◆ GOAL OF THE EXERCISE ◆
In the records below, find the line that contains "String::from_utf8(bytes.to_vec()).ok()" and the line that contains "keys_update(&mut keys, plain);". Set down exactly those lines and every line between them, and nothing more.

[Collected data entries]
>>>
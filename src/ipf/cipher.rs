//! Filename obfuscation.
//!
//! The reader and writer only see the [`NameCipher`] contract; which concrete
//! transform a caller injects is a policy decision outside the codec.

/// Reversible transform between a relative path and the bytes stored in a
/// local header's name field.
///
/// Implementations must be deterministic and `decrypt(encrypt(p)) == Some(p)`
/// must hold for every relative path the writer produces.
pub trait NameCipher: Send + Sync {
    fn encrypt(&self, name: &str) -> Vec<u8>;

    /// Returns `None` when the bytes do not decode to a UTF-8 path.
    fn decrypt(&self, bytes: &[u8]) -> Option<String>;
}

/// Names are stored as plain UTF-8, readable by generic unpackers.
#[derive(Debug, Default, Clone, Copy)]
pub struct PlainNameCipher;

impl NameCipher for PlainNameCipher {
    fn encrypt(&self, name: &str) -> Vec<u8> {
        name.as_bytes().to_vec()
    }

    fn decrypt(&self, bytes: &[u8]) -> Option<String> {
        String::from_utf8(bytes.to_vec()).ok()
    }
}

const IPF_PASSWORD: [u8; 20] = [
    0x6F, 0x66, 0x4F, 0x31, 0x61, 0x30, 0x75, 0x65, 0x58, 0x41, 0x3F, 0x20, 0x5B, 0xFF, 0x73, 0x20,
    0x68, 0x20, 0x25, 0x3F,
];

const INITIAL_KEYS: [u32; 3] = [0x12345678, 0x23456789, 0x34567890];

const CRC32_TABLE: [u32; 256] = build_crc32_table();

const fn build_crc32_table() -> [u32; 256] {
    let mut table = [0u32; 256];
    let mut n = 0;
    while n < 256 {
        let mut c = n as u32;
        let mut k = 0;
        while k < 8 {
            c = if c & 1 != 0 { 0xEDB88320 ^ (c >> 1) } else { c >> 1 };
            k += 1;
        }
        table[n] = c;
        n += 1;
    }
    table
}

/// Keyed byte-stream cipher used by IPF tooling.
///
/// Three 32-bit keys are seeded from a password and advanced with every
/// plaintext byte. Only even-indexed bytes are transformed, so the output has
/// the same length as the input.
#[derive(Debug, Clone)]
pub struct IpfNameCipher {
    seed: [u32; 3],
}

impl IpfNameCipher {
    pub fn new() -> Self {
        Self::with_password(&IPF_PASSWORD)
    }

    pub fn with_password(password: &[u8]) -> Self {
        let mut seed = INITIAL_KEYS;
        for &byte in password {
            keys_update(&mut seed, byte);
        }
        Self { seed }
    }

    fn apply(&self, buffer: &mut [u8], encrypting: bool) {
        let mut keys = self.seed;
        for idx in (0..buffer.len()).step_by(2) {
            let mask = keystream_byte(&keys);
            let plain = if encrypting {
                buffer[idx]
            } else {
                buffer[idx] ^ mask
            };
            buffer[idx] ^= mask;
            keys_update(&mut keys, plain);
        }
    }
}

impl Default for IpfNameCipher {
    fn default() -> Self {
        Self::new()
    }
}

impl NameCipher for IpfNameCipher {
    fn encrypt(&self, name: &str) -> Vec<u8> {
        let mut bytes = name.as_bytes().to_vec();
        self.apply(&mut bytes, true);
        bytes
    }

    fn decrypt(&self, bytes: &[u8]) -> Option<String> {
        let mut plain = bytes.to_vec();
        self.apply(&mut plain, false);
        String::from_utf8(plain).ok()
    }
}

fn crc32_step(crc: u32, b: u8) -> u32 {
    CRC32_TABLE[((crc ^ b as u32) & 0xFF) as usize] ^ (crc >> 8)
}

fn keys_update(keys: &mut [u32; 3], b: u8) {
    keys[0] = crc32_step(keys[0], b);
    keys[1] = 0x8088405u32
        .wrapping_mul((keys[0] as u8 as u32).wrapping_add(keys[1]))
        .wrapping_add(1);
    keys[2] = crc32_step(keys[2], (keys[1] >> 24) as u8);
}

fn keystream_byte(keys: &[u32; 3]) -> u8 {
    let v = (keys[2] & 0xFFFD) | 2;
    (v.wrapping_mul(v ^ 1) >> 8) as u8
}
<<<
◆ RESULT BELOW ◆
        String::from_utf8(bytes.to_vec()).ok()
    }
}

const IPF_PASSWORD: [u8; 20] = [
    0x6F, 0x66, 0x4F, 0x31, 0x61, 0x30, 0x75, 0x65, 0x58, 0x41, 0x3F, 0x20, 0x5B, 0xFF, 0x73, 0x20,
    0x68, 0x20, 0x25, 0x3F,
];

const INITIAL_KEYS: [u32; 3] = [0x12345678, 0x23456789, 0x34567890];

const CRC32_TABLE: [u32; 256] = build_crc32_table();

const fn build_crc32_table() -> [u32; 256] {
    let mut table = [0u32; 256];
    let mut n = 0;
    while n < 256 {
        let mut c = n as u32;
        let mut k = 0;
        while k < 8 {
            c = if c & 1 != 0 { 0xEDB88320 ^ (c >> 1) } else { c >> 1 };
            k += 1;
        }
        table[n] = c;
        n += 1;
    }
    table
}

/// Keyed byte-stream cipher used by IPF tooling.
///
/// Three 32-bit keys are seeded from a password and advanced with every
/// plaintext byte. Only even-indexed bytes are transformed, so the output has
/// the same length as the input.
#[derive(Debug, Clone)]
pub struct IpfNameCipher {
    seed: [u32; 3],
}

impl IpfNameCipher {
    pub fn new() -> Self {
        Self::with_password(&IPF_PASSWORD)
    }

    pub fn with_password(password: &[u8]) -> Self {
        let mut seed = INITIAL_KEYS;
        for &byte in password {
            keys_update(&mut seed, byte);
        }
        Self { seed }
    }

    fn apply(&self, buffer: &mut [u8], encrypting: bool) {
        let mut keys = self.seed;
        for idx in (0..buffer.len()).step_by(2) {
            let mask = keystream_byte(&keys);
            let plain = if encrypting {
                buffer[idx]
            } else {
                buffer[idx] ^ mask
            };
            buffer[idx] ^= mask;
            keys_update(&mut keys, plain);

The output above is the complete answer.